For the past few days, I’ve been hoping to receive an email from the two universities in Scotland where I’m enrolled in a joint PhD programme. So far, though, I’ve not heard from either of them.

It seems obvious that all of this is creating a climate of fear and stifling academic discourse

Since the war in Gaza broke out, students have received weekly, and sometimes even daily, updates about the conflict. But when it comes to Scotland’s new Hate Crime Act, which came into force this week, there has been virtual radio silence. This is despite there being deep concerns about the impact the Act will have on free speech and academic freedom at universities. Students would at least like to know if they are going to be reported to the police for speaking about their research.

I’m an international student from the US and my research looks in part at the aftermath of the Islamic Revolution and the mandatory veil law in Iran. There could easily be a situation where I end up doing a presentation on campus on these topics. What I don’t know though is whether speaking about them could mean I fall foul of the Hate Crime Act.

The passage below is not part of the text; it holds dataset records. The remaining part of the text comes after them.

//! Notification domain
//!
//! Every workflow transition that concerns a user lands here as an
//! immutable feed entry. Delivery is fire-and-forget from the emitting
//! service's point of view; this crate owns persistence and read
//! tracking of the feed itself.

pub mod error;
pub mod notification;
pub mod ports;
pub mod service;

pub use error::NotifyError;
pub use notification::Notification;
pub use ports::{NotificationFilter, NotificationRepository};
pub use service::NotifyService;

The new law targets ‘insulting’ behaviour which results in ‘hatred being stirred up’ against a group of people, defined by their ‘race, colour, nationality (including citizenship), or ethnic or national origins.’ If someone is disparaging about the Islamic Revolution, could that be classified as insulting or stirring up hatred? Supporters of the Iranian regime would certainly think so, and they would argue that they are defined under the law as a national or ethnic group. Similarly, criticising the veil could also be seen as targeting a minority group.

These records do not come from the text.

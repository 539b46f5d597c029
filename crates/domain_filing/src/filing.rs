//! Tax return aggregate

use chrono::{DateTime, Datelike, Utc};
use serde::{Deserialize, Serialize};
use std::fmt;
use std::ops::RangeInclusive;

use core_kernel::{ClientId, Currency, DocumentId, Money, ReturnId};
use crate::assessment::TaxAssessment;
use crate::error::FilingError;

/// Earliest tax year the portal accepts
const FIRST_SUPPORTED_TAX_YEAR: u16 = 2020;

/// Tax years a new draft may target
pub fn supported_tax_years() -> RangeInclusive<u16> {
    FIRST_SUPPORTED_TAX_YEAR..=(Utc::now().year() as u16)
}

/// Preparer-side status axis
#[derive(Debug, Clone, Copy, PartialEq, Eq, Serialize, Deserialize)]
#[serde(rename_all = "snake_case")]
pub enum EmployeeStatus {
    /// Freely editable by the client
    Draft,
    /// Filed by the client, awaiting the firm
    Submitted,
    /// An employee has taken up verification
    InReview,
    /// Verified and forwarded to the FBR queue
    Approved,
    /// Verification failed
    Rejected,
}

impl EmployeeStatus {
    /// Terminal on the employee axis
    pub fn is_terminal(&self) -> bool {
        matches!(self, EmployeeStatus::Approved | EmployeeStatus::Rejected)
    }

    /// True once the return left draft
    pub fn is_filed(&self) -> bool {
        !matches!(self, EmployeeStatus::Draft)
    }
}

impl fmt::Display for EmployeeStatus {
    fn fmt(&self, f: &mut fmt::Formatter<'_>) -> fmt::Result {
        let s = match self {
            EmployeeStatus::Draft => "draft",
            EmployeeStatus::Submitted => "submitted",
            EmployeeStatus::InReview => "in_review",
            EmployeeStatus::Approved => "approved",
            EmployeeStatus::Rejected => "rejected",
        };
        write!(f, "{s}")
    }
}

/// Revenue-officer status axis
///
/// Starts at `Submitted` when the client files; absent while drafting.
#[derive(Debug, Clone, Copy, PartialEq, Eq, Serialize, Deserialize)]
#[serde(rename_all = "snake_case")]
pub enum FbrStatus {
    Submitted,
    UnderReview,
    Approved,
    Rejected,
    Objection,
}

impl FbrStatus {
    /// All three decision outcomes are terminal; an objection does not
    /// loop back to review.
    pub fn is_terminal(&self) -> bool {
        matches!(
            self,
            FbrStatus::Approved | FbrStatus::Rejected | FbrStatus::Objection
        )
    }
}

impl fmt::Display for FbrStatus {
    fn fmt(&self, f: &mut fmt::Formatter<'_>) -> fmt::Result {
        let s = match self {
            FbrStatus::Submitted => "submitted",
            FbrStatus::UnderReview => "under_review",
            FbrStatus::Approved => "approved",
            FbrStatus::Rejected => "rejected",
            FbrStatus::Objection => "objection",
        };
        write!(f, "{s}")
    }
}

/// Outcome of employee verification
#[derive(Debug, Clone, Copy, PartialEq, Eq, Serialize, Deserialize)]
#[serde(rename_all = "snake_case")]
pub enum VerificationOutcome {
    Approved,
    Rejected,
}

/// The officer's terminal ruling on a filed return
#[derive(Debug, Clone, Copy, PartialEq, Eq, Serialize, Deserialize)]
#[serde(rename_all = "snake_case")]
pub enum DecisionRuling {
    Approved,
    Rejected,
    Objection,
}

impl DecisionRuling {
    /// The fbr status the ruling resolves to
    pub fn as_status(&self) -> FbrStatus {
        match self {
            DecisionRuling::Approved => FbrStatus::Approved,
            DecisionRuling::Rejected => FbrStatus::Rejected,
            DecisionRuling::Objection => FbrStatus::Objection,
        }
    }
}

impl fmt::Display for DecisionRuling {
    fn fmt(&self, f: &mut fmt::Formatter<'_>) -> fmt::Result {
        write!(f, "{}", self.as_status())
    }
}

/// Income source categories on a return
#[derive(Debug, Clone, Copy, PartialEq, Eq, Serialize, Deserialize)]
#[serde(rename_all = "snake_case")]
pub enum IncomeCategory {
    Salary,
    Business,
    Rental,
    CapitalGains,
    Agricultural,
    Foreign,
    Other,
}

/// A declared income line on a return
#[derive(Debug, Clone, PartialEq, Eq, Serialize, Deserialize)]
pub struct IncomeEntry {
    pub category: IncomeCategory,
    pub amount: Money,
}

impl IncomeEntry {
    pub fn new(category: IncomeCategory, amount: Money) -> Self {
        Self { category, amount }
    }
}

/// Opaque reference to an uploaded supporting document
#[derive(Debug, Clone, PartialEq, Eq, Serialize, Deserialize)]
pub struct DocumentRef {
    pub id: DocumentId,
    pub file_name: String,
    pub uploaded_at: DateTime<Utc>,
}

impl DocumentRef {
    pub fn new(file_name: impl Into<String>) -> Self {
        Self {
            id: DocumentId::new_v7(),
            file_name: file_name.into(),
            uploaded_at: Utc::now(),
        }
    }
}

/// A tax return for one client and tax year
///
/// Returns are never deleted; a later tax-year return supersedes an
/// objected or rejected one.
#[derive(Debug, Clone, Serialize, Deserialize)]
pub struct TaxReturn {
    /// Unique identifier
    pub id: ReturnId,
    /// Owning client
    pub client_id: ClientId,
    /// Client display name
    pub client_name: String,
    /// Tax year the return covers
    pub tax_year: u16,
    /// Preparer-side status
    pub employee_status: EmployeeStatus,
    /// Officer-side status, absent until submission
    pub fbr_status: Option<FbrStatus>,
    /// Declared income lines
    pub income_entries: Vec<IncomeEntry>,
    /// Sum of declared income
    pub total_income: Money,
    /// Net tax, absent until an assessment is recorded
    pub total_tax: Option<Money>,
    /// Assessment breakdown once computed
    pub assessment: Option<TaxAssessment>,
    /// Uploaded supporting documents, in upload order
    pub documents: Vec<DocumentRef>,
    /// Whether the client acknowledged the filing declaration
    pub declaration_acknowledged: bool,
    /// When the client filed
    pub submitted_date: Option<DateTime<Utc>>,
    /// Created timestamp
    pub created_at: DateTime<Utc>,
    /// Updated timestamp
    pub last_updated: DateTime<Utc>,
}

impl TaxReturn {
    /// Creates a new draft return
    ///
    /// # Errors
    ///
    /// Returns a validation error if the tax year is outside the supported
    /// range or the declared income sums to a negative amount.
    pub fn draft(
        client_id: ClientId,
        client_name: impl Into<String>,
        tax_year: u16,
        income_entries: Vec<IncomeEntry>,
    ) -> Result<Self, FilingError> {
        if !supported_tax_years().contains(&tax_year) {
            return Err(FilingError::validation(format!(
                "tax year {} is outside the supported range {}..={}",
                tax_year,
                supported_tax_years().start(),
                supported_tax_years().end(),
            )));
        }

        let total_income = sum_entries(&income_entries)?;
        if total_income.is_negative() {
            return Err(FilingError::validation(
                "declared income must not sum to a negative amount",
            ));
        }

        let now = Utc::now();
        Ok(Self {
            id: ReturnId::new_v7(),
            client_id,
            client_name: client_name.into(),
            tax_year,
            employee_status: EmployeeStatus::Draft,
            fbr_status: None,
            income_entries,
            total_income,
            total_tax: None,
            assessment: None,
            documents: Vec::new(),
            declaration_acknowledged: false,
            submitted_date: None,
            created_at: now,
            last_updated: now,
        })
    }

    /// Attaches an uploaded document reference
    ///
    /// Only drafts are editable by the client.
    pub fn attach_document(&mut self, document: DocumentRef) -> Result<(), FilingError> {
        if self.employee_status != EmployeeStatus::Draft {
            return Err(FilingError::transition(
                self.employee_status.to_string(),
                "attach_document",
            ));
        }
        self.documents.push(document);
        self.last_updated = Utc::now();
        Ok(())
    }

    /// Replaces the declared income lines while drafting
    pub fn update_income(&mut self, income_entries: Vec<IncomeEntry>) -> Result<(), FilingError> {
        if self.employee_status != EmployeeStatus::Draft {
            return Err(FilingError::transition(
                self.employee_status.to_string(),
                "update_income",
            ));
        }
        let total = sum_entries(&income_entries)?;
        if total.is_negative() {
            return Err(FilingError::validation(
                "declared income must not sum to a negative amount",
            ));
        }
        self.income_entries = income_entries;
        self.total_income = total;
        self.last_updated = Utc::now();
        Ok(())
    }

    /// Records the client's filing declaration
    pub fn acknowledge_declaration(&mut self) -> Result<(), FilingError> {
        if self.employee_status != EmployeeStatus::Draft {
            return Err(FilingError::transition(
                self.employee_status.to_string(),
                "acknowledge_declaration",
            ));
        }
        self.declaration_acknowledged = true;
        self.last_updated = Utc::now();
        Ok(())
    }

    /// Files the return: draft -> submitted on the employee axis and the
    /// start of the fbr axis
    ///
    /// Requires at least one attached document and an acknowledged
    /// declaration.
    pub fn submit(&mut self, now: DateTime<Utc>) -> Result<(), FilingError> {
        if self.employee_status != EmployeeStatus::Draft {
            return Err(FilingError::transition(
                self.employee_status.to_string(),
                "submit",
            ));
        }
        if self.documents.is_empty() {
            return Err(FilingError::validation(
                "at least one supporting document must be attached before submission",
            ));
        }
        if !self.declaration_acknowledged {
            return Err(FilingError::validation(
                "the filing declaration must be acknowledged before submission",
            ));
        }
        self.employee_status = EmployeeStatus::Submitted;
        self.fbr_status = Some(FbrStatus::Submitted);
        self.submitted_date = Some(now);
        self.last_updated = now;
        Ok(())
    }

    /// An employee takes up verification: submitted -> in_review
    pub fn begin_review(&mut self) -> Result<(), FilingError> {
        if self.employee_status != EmployeeStatus::Submitted {
            return Err(FilingError::transition(
                self.employee_status.to_string(),
                "begin_review",
            ));
        }
        self.employee_status = EmployeeStatus::InReview;
        self.last_updated = Utc::now();
        Ok(())
    }

    /// Records the employee's verification outcome
    ///
    /// Allowed from submitted or in_review; calling again on a terminal
    /// state fails.
    pub fn verify(&mut self, outcome: VerificationOutcome) -> Result<(), FilingError> {
        match self.employee_status {
            EmployeeStatus::Submitted | EmployeeStatus::InReview => {
                self.employee_status = match outcome {
                    VerificationOutcome::Approved => EmployeeStatus::Approved,
                    VerificationOutcome::Rejected => EmployeeStatus::Rejected,
                };
                self.last_updated = Utc::now();
                Ok(())
            }
            other => Err(FilingError::transition(other.to_string(), "verify")),
        }
    }

    /// Persists a computed assessment on the return
    ///
    /// Allowed while the return is with the firm and the officer has not
    /// finalized it.
    pub fn record_assessment(&mut self, assessment: TaxAssessment) -> Result<(), FilingError> {
        if self.employee_status == EmployeeStatus::Draft {
            return Err(FilingError::transition("draft", "record_assessment"));
        }
        if self.employee_status == EmployeeStatus::Rejected {
            return Err(FilingError::transition("rejected", "record_assessment"));
        }
        if let Some(status) = self.fbr_status {
            if status.is_terminal() {
                return Err(FilingError::AlreadyFinalized(status.to_string()));
            }
        }
        self.total_income = assessment.total_income;
        self.total_tax = Some(assessment.net_tax);
        self.assessment = Some(assessment);
        self.last_updated = Utc::now();
        Ok(())
    }

    /// The officer takes up the return: fbr submitted -> under_review
    pub fn take_up_review(&mut self) -> Result<(), FilingError> {
        match self.fbr_status {
            None => Err(FilingError::NotSubmitted),
            Some(FbrStatus::Submitted) => {
                self.fbr_status = Some(FbrStatus::UnderReview);
                self.last_updated = Utc::now();
                Ok(())
            }
            Some(other) => Err(FilingError::transition(other.to_string(), "take_up_review")),
        }
    }

    /// Applies the officer's ruling
    ///
    /// Valid only while the fbr axis is submitted or under_review; the
    /// ruling is terminal once made.
    pub fn apply_decision(&mut self, ruling: DecisionRuling) -> Result<(), FilingError> {
        match self.fbr_status {
            None => Err(FilingError::NotSubmitted),
            Some(status) if status.is_terminal() => {
                Err(FilingError::AlreadyFinalized(status.to_string()))
            }
            Some(_) => {
                self.fbr_status = Some(ruling.as_status());
                self.last_updated = Utc::now();
                Ok(())
            }
        }
    }

    /// True when the return is visible in the FBR decision queue: the firm
    /// has reached in_review or approved and the officer has not ruled.
    pub fn is_decision_eligible(&self) -> bool {
        let forwarded = matches!(
            self.employee_status,
            EmployeeStatus::InReview | EmployeeStatus::Approved
        );
        let open = matches!(self.fbr_status, Some(status) if !status.is_terminal());
        forwarded && open
    }

    /// Currency of the return's monetary fields
    pub fn currency(&self) -> Currency {
        self.total_income.currency()
    }
}

fn sum_entries(entries: &[IncomeEntry]) -> Result<Money, FilingError> {
    let mut total = Money::zero(Currency::PKR);
    for entry in entries {
        total = total.checked_add(&entry.amount)?;
    }
    Ok(total)
}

So far, academics have been given little clarity about how the Hate Crime Act could affect them. This, in itself, is creating self-censorship and fear.

It wouldn’t be outlandish for university researchers to be targeted by this law. Ahead of the Act coming into force, Police Scotland gave training to its officers which suggested that offenses could take place by email, video, and even during a public performance of a play. If actors and comedians are fair game under the Act, why wouldn’t university lecturers be as well?

At the same time, university students and staff are particularly vulnerable to being accused of stirring up hatred when they discuss sensitive or controversial topics. Student associations wield a disproportionate amount of power on campuses, and they are often dominated by activists who are quick to label any dissenting opinions as hate speech or discriminatory. Only last month, a lecturer at UCL revealed that she had been removed from her teaching course and faced formal complaints after she criticised China in a statistics class. Who knows, if she had taught this class in Scotland, perhaps she would have been reported under the Hate Crime Act as well.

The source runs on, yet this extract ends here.